## SOURCE MATERIAL
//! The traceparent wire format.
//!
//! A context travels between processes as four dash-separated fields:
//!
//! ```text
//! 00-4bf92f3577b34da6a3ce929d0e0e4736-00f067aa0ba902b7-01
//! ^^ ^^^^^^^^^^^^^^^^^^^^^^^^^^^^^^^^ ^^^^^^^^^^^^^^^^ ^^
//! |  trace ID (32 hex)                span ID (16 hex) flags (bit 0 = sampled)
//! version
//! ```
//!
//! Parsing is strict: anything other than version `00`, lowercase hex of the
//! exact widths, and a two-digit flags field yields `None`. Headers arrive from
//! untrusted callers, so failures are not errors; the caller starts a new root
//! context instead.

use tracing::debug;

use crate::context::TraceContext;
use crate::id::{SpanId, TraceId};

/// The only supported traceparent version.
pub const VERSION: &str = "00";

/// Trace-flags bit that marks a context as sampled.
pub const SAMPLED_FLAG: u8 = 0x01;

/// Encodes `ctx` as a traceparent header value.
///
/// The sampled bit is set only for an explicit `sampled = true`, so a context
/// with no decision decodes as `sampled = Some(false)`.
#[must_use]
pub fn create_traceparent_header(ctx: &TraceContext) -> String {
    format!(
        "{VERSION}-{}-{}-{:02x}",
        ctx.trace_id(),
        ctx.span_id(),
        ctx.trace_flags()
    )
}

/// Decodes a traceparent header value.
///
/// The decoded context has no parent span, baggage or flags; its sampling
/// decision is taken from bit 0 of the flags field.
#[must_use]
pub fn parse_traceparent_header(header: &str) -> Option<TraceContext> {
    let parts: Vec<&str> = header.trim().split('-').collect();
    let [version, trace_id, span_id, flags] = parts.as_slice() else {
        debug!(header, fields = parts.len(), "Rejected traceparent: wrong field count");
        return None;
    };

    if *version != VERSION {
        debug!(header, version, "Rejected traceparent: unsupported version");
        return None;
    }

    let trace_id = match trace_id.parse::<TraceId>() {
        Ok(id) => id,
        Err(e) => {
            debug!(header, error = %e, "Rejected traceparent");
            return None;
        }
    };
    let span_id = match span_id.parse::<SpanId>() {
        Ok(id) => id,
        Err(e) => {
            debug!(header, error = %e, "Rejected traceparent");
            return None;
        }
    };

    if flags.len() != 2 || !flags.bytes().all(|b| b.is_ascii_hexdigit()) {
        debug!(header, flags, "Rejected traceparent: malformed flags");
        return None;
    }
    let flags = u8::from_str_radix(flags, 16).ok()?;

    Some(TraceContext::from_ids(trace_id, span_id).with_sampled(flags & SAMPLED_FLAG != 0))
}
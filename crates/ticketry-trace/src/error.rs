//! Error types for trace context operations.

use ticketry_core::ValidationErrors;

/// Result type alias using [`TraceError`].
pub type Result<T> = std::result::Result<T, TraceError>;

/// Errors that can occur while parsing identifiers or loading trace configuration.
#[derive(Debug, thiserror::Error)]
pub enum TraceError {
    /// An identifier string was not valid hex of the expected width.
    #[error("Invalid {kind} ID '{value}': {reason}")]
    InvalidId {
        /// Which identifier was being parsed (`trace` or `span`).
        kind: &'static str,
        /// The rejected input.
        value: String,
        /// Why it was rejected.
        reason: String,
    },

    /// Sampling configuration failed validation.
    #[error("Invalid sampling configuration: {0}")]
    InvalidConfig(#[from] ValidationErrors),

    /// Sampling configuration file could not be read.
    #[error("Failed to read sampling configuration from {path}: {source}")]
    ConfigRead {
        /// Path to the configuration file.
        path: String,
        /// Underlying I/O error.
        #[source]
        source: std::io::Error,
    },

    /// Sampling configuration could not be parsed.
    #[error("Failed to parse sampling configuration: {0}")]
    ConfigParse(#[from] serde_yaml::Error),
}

## YOUR TASK
Copy the material above so that it matches line for line.

## THE ANSWER
//! The traceparent wire format.
//!
//! A context travels between processes as four dash-separated fields:
//!
//! ```text
//! 00-4bf92f3577b34da6a3ce929d0e0e4736-00f067aa0ba902b7-01
//! ^^ ^^^^^^^^^^^^^^^^^^^^^^^^^^^^^^^^ ^^^^^^^^^^^^^^^^ ^^
//! |  trace ID (32 hex)                span ID (16 hex) flags (bit 0 = sampled)
//! version
//! ```
//!
//! Parsing is strict: anything other than version `00`, lowercase hex of the
//! exact widths, and a two-digit flags field yields `None`. Headers arrive from
//! untrusted callers, so failures are not errors; the caller starts a new root
//! context instead.

use tracing::debug;

use crate::context::TraceContext;
use crate::id::{SpanId, TraceId};

/// The only supported traceparent version.
pub const VERSION: &str = "00";

/// Trace-flags bit that marks a context as sampled.
pub const SAMPLED_FLAG: u8 = 0x01;

/// Encodes `ctx` as a traceparent header value.
///
/// The sampled bit is set only for an explicit `sampled = true`, so a context
/// with no decision decodes as `sampled = Some(false)`.
#[must_use]
pub fn create_traceparent_header(ctx: &TraceContext) -> String {
    format!(
        "{VERSION}-{}-{}-{:02x}",
        ctx.trace_id(),
        ctx.span_id(),
        ctx.trace_flags()
    )
}

/// Decodes a traceparent header value.
///
/// The decoded context has no parent span, baggage or flags; its sampling
/// decision is taken from bit 0 of the flags field.
#[must_use]
pub fn parse_traceparent_header(header: &str) -> Option<TraceContext> {
    let parts: Vec<&str> = header.trim().split('-').collect();
    let [version, trace_id, span_id, flags] = parts.as_slice() else {
        debug!(header, fields = parts.len(), "Rejected traceparent: wrong field count");
        return None;
    };

    if *version != VERSION {
        debug!(header, version, "Rejected traceparent: unsupported version");
        return None;
    }

    let trace_id = match trace_id.parse::<TraceId>() {
        Ok(id) => id,
        Err(e) => {
            debug!(header, error = %e, "Rejected traceparent");
            return None;
        }
    };
    let span_id = match span_id.parse::<SpanId>() {
        Ok(id) => id,
        Err(e) => {
            debug!(header, error = %e, "Rejected traceparent");
            return None;
        }
    };

    if flags.len() != 2 || !flags.bytes().all(|b| b.is_ascii_hexdigit()) {
        debug!(header, flags, "Rejected traceparent: malformed flags");
        return None;
    }
    let flags = u8::from_str_radix(flags, 16).ok()?;

    Some(TraceContext::from_ids(trace_id, span_id).with_sampled(flags & SAMPLED_FLAG != 0))
}
filename crates/ticketry-trace/src/error.rs
//! Error types for trace context operations.

use ticketry_core::ValidationErrors;

/// Result type alias using [`TraceError`].
pub type Result<T> = std::result::Result<T, TraceError>;

/// Errors that can occur while parsing identifiers or loading trace configuration.
#[derive(Debug, thiserror::Error)]
pub enum TraceError {
    /// An identifier string was not valid hex of the expected width.
    #[error("Invalid {kind} ID '{value}': {reason}")]
    InvalidId {
        /// Which identifier was being parsed (`trace` or `span`).
        kind: &'static str,
        /// The rejected input.
        value: String,
        /// Why it was rejected.
        reason: String,
    },

    /// Sampling configuration failed validation.
    #[error("Invalid sampling configuration: {0}")]
    InvalidConfig(#[from] ValidationErrors),

    /// Sampling configuration file could not be read.
    #[error("Failed to read sampling configuration from {path}: {source}")]
    ConfigRead {
        /// Path to the configuration file.
        path: String,
        /// Underlying I/O error.
        #[source]
        source: std::io::Error,
    },

    /// Sampling configuration could not be parsed.
    #[error("Failed to parse sampling configuration: {0}")]
    ConfigParse(#[from] serde_yaml::Error),
}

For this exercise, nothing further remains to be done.